Os recentes protestos em Durban, reportados pela SABC News, revelam uma tensão crescente em torno da presença de estrangeiros em situação irregular na África do Sul, reacendendo um debate antigo sobre xenofobia no continente. Enquanto alguns manifestantes exigem medidas mais duras do governo sul-africano, a situação expõe fragilidades profundas na convivência regional, onde cidadãos africanos, em busca de melhores condições de vida, acabam enfrentando rejeição, violência e exclusão. Países como Tanzânia e Nigéria já começaram a repatriar seus cidadãos, numa resposta prática, mas que também levanta questões sobre a capacidade de África proteger os seus próprios filhos fora das suas fronteiras.
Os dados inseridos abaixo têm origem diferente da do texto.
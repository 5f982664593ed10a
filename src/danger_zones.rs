//! Danger zones, their projected spread and evacuation recommendations
//!
//! Zones are seeded from the top coarse hotspots. Each zone's intensity is
//! the distance-weighted mean severity of the events inside its radius, so
//! an event at the center counts fully and one on the rim not at all.

use crate::events::CrisisEvent;
use crate::geo::{haversine_km, round_to};
use crate::hotspots::HotspotCell;
use crate::prediction::forecast::{HORIZONS_MINUTES, MULTI_HAZARD};
use crate::ttl::TtlCache;
use chrono::{DateTime, Utc};
use serde::{Deserialize, Serialize};
use std::f64::consts::PI;
use std::sync::Arc;
use std::time::Duration;

/// Hotspots turned into zones per computation
const MAX_ZONES: usize = 5;
/// Zones that get spread projections
const SPREAD_ZONES: usize = 3;

const BASE_RADIUS_KM: f64 = 5.0;
const RADIUS_KM_PER_EVENT: f64 = 2.0;
const MAX_RADIUS_KM: f64 = 50.0;

const MAX_SPREAD_KM_PER_HOUR: f64 = 10.0;
const EVACUATION_RADIUS_FACTOR: f64 = 1.5;
/// Assumed people per square kilometre inside an evacuation zone
const POPULATION_DENSITY_PER_KM2: f64 = 100.0;

#[derive(Debug, Clone, Copy, PartialEq, Eq, PartialOrd, Ord, Hash, Serialize, Deserialize)]
#[serde(rename_all = "lowercase")]
pub enum ThreatLevel {
    Low,
    Moderate,
    High,
    Severe,
    Critical,
}

impl ThreatLevel {
    pub fn from_intensity(intensity: f64) -> Self {
        if intensity > 75.0 {
            ThreatLevel::Critical
        } else if intensity > 50.0 {
            ThreatLevel::Severe
        } else if intensity > 30.0 {
            ThreatLevel::High
        } else if intensity > 15.0 {
            ThreatLevel::Moderate
        } else {
            ThreatLevel::Low
        }
    }

    pub fn as_str(&self) -> &'static str {
        match self {
            ThreatLevel::Low => "low",
            ThreatLevel::Moderate => "moderate",
            ThreatLevel::High => "high",
            ThreatLevel::Severe => "severe",
            ThreatLevel::Critical => "critical",
        }
    }

    pub fn requires_evacuation(&self) -> bool {
        matches!(self, ThreatLevel::Severe | ThreatLevel::Critical)
    }
}

#[derive(Debug, Clone, Copy, PartialEq, Eq, Serialize, Deserialize)]
#[serde(rename_all = "lowercase")]
pub enum EvacuationPriority {
    Immediate,
    Urgent,
}

#[derive(Debug, Clone, PartialEq, Serialize, Deserialize)]
pub struct DangerZone {
    pub zone_id: String,
    pub center_lat: f64,
    pub center_lon: f64,
    pub radius_km: f64,
    pub intensity: f64,
    pub threat_level: ThreatLevel,
    pub event_count: usize,
    pub primary_type: String,
}

#[derive(Debug, Clone, PartialEq, Serialize, Deserialize)]
pub struct SpreadingPrediction {
    pub zone_id: String,
    pub center_lat: f64,
    pub center_lon: f64,
    pub current_radius_km: f64,
    pub predicted_radius_km: f64,
    pub spread_rate_km_per_hour: f64,
    pub time_horizon_minutes: u32,
    pub intensity: f64,
    pub threat_level: ThreatLevel,
}

#[derive(Debug, Clone, PartialEq, Serialize, Deserialize)]
pub struct EvacuationZone {
    pub zone_id: String,
    pub center_lat: f64,
    pub center_lon: f64,
    pub evacuation_radius_km: f64,
    pub danger_radius_km: f64,
    pub estimated_population: u64,
    pub threat_level: ThreatLevel,
    pub primary_threat: String,
    pub priority: EvacuationPriority,
}

#[derive(Debug, Clone, PartialEq, Serialize, Deserialize)]
pub struct DangerZoneBundle {
    pub current_zones: Vec<DangerZone>,
    pub spreading_predictions: Vec<SpreadingPrediction>,
    pub evacuation_zones: Vec<EvacuationZone>,
    pub total_zones: usize,
    pub critical_zones: usize,
    pub generated_at: DateTime<Utc>,
}

pub struct DangerZonePredictor {
    cache: TtlCache<DangerZoneBundle>,
}

impl DangerZonePredictor {
    pub fn new(ttl: Duration) -> Self {
        Self {
            cache: TtlCache::new(ttl),
        }
    }

    /// Cached bundle if it has not expired at `now`
    pub fn fresh(&self, now: DateTime<Utc>) -> Option<Arc<DangerZoneBundle>> {
        self.cache.fresh(now)
    }

    /// Bundle for the given inputs, reusing the cached one inside the TTL
    ///
    /// `velocity` is the prediction engine's events/hour figure.
    pub fn danger_zones(
        &mut self,
        events: &[CrisisEvent],
        hotspots: &[HotspotCell],
        velocity: f64,
        now: DateTime<Utc>,
    ) -> Arc<DangerZoneBundle> {
        self.cache.get_or_refresh(now, || {
            let bundle = compute_danger_zones(events, hotspots, velocity, now);
            log::debug!(
                "Recomputed {} danger zones ({} critical, {} evacuations)",
                bundle.total_zones,
                bundle.critical_zones,
                bundle.evacuation_zones.len()
            );
            bundle
        })
    }

    pub fn invalidate(&mut self) {
        self.cache.invalidate();
    }
}

pub fn compute_danger_zones(
    events: &[CrisisEvent],
    hotspots: &[HotspotCell],
    velocity: f64,
    now: DateTime<Utc>,
) -> DangerZoneBundle {
    let current_zones = identify_danger_zones(events, hotspots);

    let spreading_predictions = current_zones
        .iter()
        .take(SPREAD_ZONES)
        .flat_map(|zone| {
            HORIZONS_MINUTES
                .into_iter()
                .map(move |horizon| predict_spreading(zone, velocity, horizon))
        })
        .collect();

    let evacuation_zones = evacuation_zones(&current_zones);
    let critical_zones = current_zones
        .iter()
        .filter(|z| z.threat_level == ThreatLevel::Critical)
        .count();

    DangerZoneBundle {
        total_zones: current_zones.len(),
        critical_zones,
        current_zones,
        spreading_predictions,
        evacuation_zones,
        generated_at: now,
    }
}

/// Zone radius grows 2 km per event on top of a 5 km base, capped at 50 km
pub fn zone_radius_km(event_count: usize) -> f64 {
    (BASE_RADIUS_KM + event_count as f64 * RADIUS_KM_PER_EVENT).min(MAX_RADIUS_KM)
}

/// Zones for the top five hotspots, most intense first
pub fn identify_danger_zones(events: &[CrisisEvent], hotspots: &[HotspotCell]) -> Vec<DangerZone> {
    let mut zones: Vec<DangerZone> = hotspots
        .iter()
        .take(MAX_ZONES)
        .map(|cell| {
            let radius_km = zone_radius_km(cell.event_count);
            let (intensity, primary_type) =
                zone_intensity(events, cell.grid_lat, cell.grid_lon, radius_km);

            DangerZone {
                zone_id: format!("zone_{:.2}_{:.2}", cell.grid_lat, cell.grid_lon),
                center_lat: cell.grid_lat,
                center_lon: cell.grid_lon,
                radius_km,
                intensity: round_to(intensity, 1),
                threat_level: ThreatLevel::from_intensity(intensity),
                event_count: cell.event_count,
                primary_type,
            }
        })
        .collect();

    zones.sort_by(|a, b| b.intensity.total_cmp(&a.intensity));
    zones
}

/// Distance-weighted mean severity of located events within `radius_km`,
/// plus the most frequent crisis type among them
///
/// Returns `(0.0, "multi-hazard")` when no event falls inside the radius.
pub fn zone_intensity(
    events: &[CrisisEvent],
    center_lat: f64,
    center_lon: f64,
    radius_km: f64,
) -> (f64, String) {
    let mut weighted_sum = 0.0;
    let mut inside = 0usize;
    let mut types: Vec<(&str, usize)> = Vec::new();

    for event in events {
        let location = event.location();
        if !location.has_coordinates() {
            continue;
        }

        let distance = haversine_km(center_lat, center_lon, location.lat, location.lon);
        if distance > radius_km {
            continue;
        }

        weighted_sum += event.severity_score() * (1.0 - distance / radius_km);
        inside += 1;

        let crisis_type = event.crisis_type();
        match types.iter_mut().find(|(t, _)| *t == crisis_type) {
            Some((_, count)) => *count += 1,
            None => types.push((crisis_type, 1)),
        }
    }

    if inside == 0 {
        return (0.0, MULTI_HAZARD.to_string());
    }

    let mut primary: Option<(&str, usize)> = None;
    for &(crisis_type, count) in &types {
        if primary.map_or(true, |(_, c)| count > c) {
            primary = Some((crisis_type, count));
        }
    }

    (
        weighted_sum / inside as f64,
        primary.map_or(MULTI_HAZARD, |(t, _)| t).to_string(),
    )
}

/// Projected radius of `zone` after `horizon_minutes`, spreading at half the
/// event velocity in km/h (capped at 10 km/h)
pub fn predict_spreading(zone: &DangerZone, velocity: f64, horizon_minutes: u32) -> SpreadingPrediction {
    let spread_rate = (velocity * 0.5).min(MAX_SPREAD_KM_PER_HOUR);
    let predicted = zone.radius_km + spread_rate * (horizon_minutes as f64 / 60.0);

    SpreadingPrediction {
        zone_id: zone.zone_id.clone(),
        center_lat: zone.center_lat,
        center_lon: zone.center_lon,
        current_radius_km: zone.radius_km,
        // A shrinking zone bottoms out at its center
        predicted_radius_km: predicted.max(0.0),
        spread_rate_km_per_hour: round_to(spread_rate, 2),
        time_horizon_minutes: horizon_minutes,
        intensity: zone.intensity,
        threat_level: zone.threat_level,
    }
}

pub fn evacuation_zones(zones: &[DangerZone]) -> Vec<EvacuationZone> {
    zones
        .iter()
        .filter(|zone| zone.threat_level.requires_evacuation())
        .map(|zone| {
            let radius = zone.radius_km * EVACUATION_RADIUS_FACTOR;
            let population = (PI * radius * radius * POPULATION_DENSITY_PER_KM2).round() as u64;

            EvacuationZone {
                zone_id: zone.zone_id.clone(),
                center_lat: zone.center_lat,
                center_lon: zone.center_lon,
                evacuation_radius_km: round_to(radius, 1),
                danger_radius_km: zone.radius_km,
                estimated_population: population,
                threat_level: zone.threat_level,
                primary_threat: zone.primary_type.clone(),
                priority: if zone.threat_level == ThreatLevel::Critical {
                    EvacuationPriority::Immediate
                } else {
                    EvacuationPriority::Urgent
                },
            }
        })
        .collect()
}
use super::{save_snapshot, SnapshotBackend};
use crate::engine::SharedEngine;
use std::sync::Arc;
use std::time::Duration;
use tokio::sync::{oneshot, Notify};
use tokio::task::JoinHandle;
use tokio::time::{interval_at, Instant};

/// Owner of the background snapshot task
///
/// Dropping the handle without calling `shutdown` still lets the task write
/// its final snapshot, but nobody waits for it.
pub struct PersistenceHandle {
    flush: Arc<Notify>,
    shutdown_tx: Option<oneshot::Sender<()>>,
    task: JoinHandle<()>,
}

impl PersistenceHandle {
    /// Ask for a snapshot now instead of at the next tick
    pub fn request_flush(&self) {
        self.flush.notify_one();
    }

    /// Stop the task after one final snapshot, and wait for it
    pub async fn shutdown(mut self) {
        if let Some(tx) = self.shutdown_tx.take() {
            let _ = tx.send(());
        }
        if let Err(e) = self.task.await {
            log::error!("❌ Persistence task failed: {}", e);
        }
    }
}

/// Spawn the task snapshotting `engine` every `period`
///
/// The first snapshot is taken one full period after start; the restored
/// state is already on disk. The engine is wired to request a snapshot
/// whenever it is cleared.
pub async fn spawn_persistence_task(
    engine: SharedEngine,
    backend: Box<dyn SnapshotBackend>,
    period: Duration,
) -> PersistenceHandle {
    let flush = Arc::new(Notify::new());
    engine.lock().await.set_flush_signal(Arc::clone(&flush));
    let (shutdown_tx, shutdown_rx) = oneshot::channel();

    let task = tokio::spawn(persistence_loop(
        engine,
        backend,
        period,
        Arc::clone(&flush),
        shutdown_rx,
    ));

    PersistenceHandle {
        flush,
        shutdown_tx: Some(shutdown_tx),
        task,
    }
}

async fn persistence_loop(
    engine: SharedEngine,
    mut backend: Box<dyn SnapshotBackend>,
    period: Duration,
    flush: Arc<Notify>,
    mut shutdown_rx: oneshot::Receiver<()>,
) {
    log::info!(
        "💾 Persistence task started ({} backend, every {:?})",
        backend.backend_type(),
        period
    );

    let mut timer = interval_at(Instant::now() + period, period);

    loop {
        tokio::select! {
            _ = timer.tick() => {
                flush_once(&engine, backend.as_mut()).await;
            }
            _ = flush.notified() => {
                flush_once(&engine, backend.as_mut()).await;
            }
            _ = &mut shutdown_rx => {
                log::info!("🔄 Writing final snapshot...");
                if flush_once(&engine, backend.as_mut()).await {
                    log::info!("✅ Final snapshot written");
                }
                break;
            }
        }
    }
}

async fn flush_once(engine: &SharedEngine, backend: &mut dyn SnapshotBackend) -> bool {
    // Copy under the lock, write without it
    let snapshot = {
        let engine = engine.lock().await;
        engine.snapshot()
    };

    match save_snapshot(backend, &snapshot).await {
        Ok(()) => true,
        Err(e) => {
            log::warn!("⚠️  Failed to save snapshot: {}", e);
            false
        }
    }
}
Por outro lado, Moçambique, através do Presidente Daniel Chapo, optou por um apelo à calma e serenidade, defendendo uma abordagem diplomática e cautelosa diante da crise. Essa postura procura evitar o agravamento das tensões e preservar as relações bilaterais, mas também pode ser interpretada como insuficiente diante do sofrimento de cidadãos afetados. A xenofobia, neste contexto, não é apenas um problema de imigração, mas um desafio moral e político para todo o continente africano, que historicamente defendeu a unidade e solidariedade entre os seus povos.
Afinal, até que ponto os países africanos estão realmente comprometidos com a proteção e dignidade dos seus cidadãos além-fronteiras?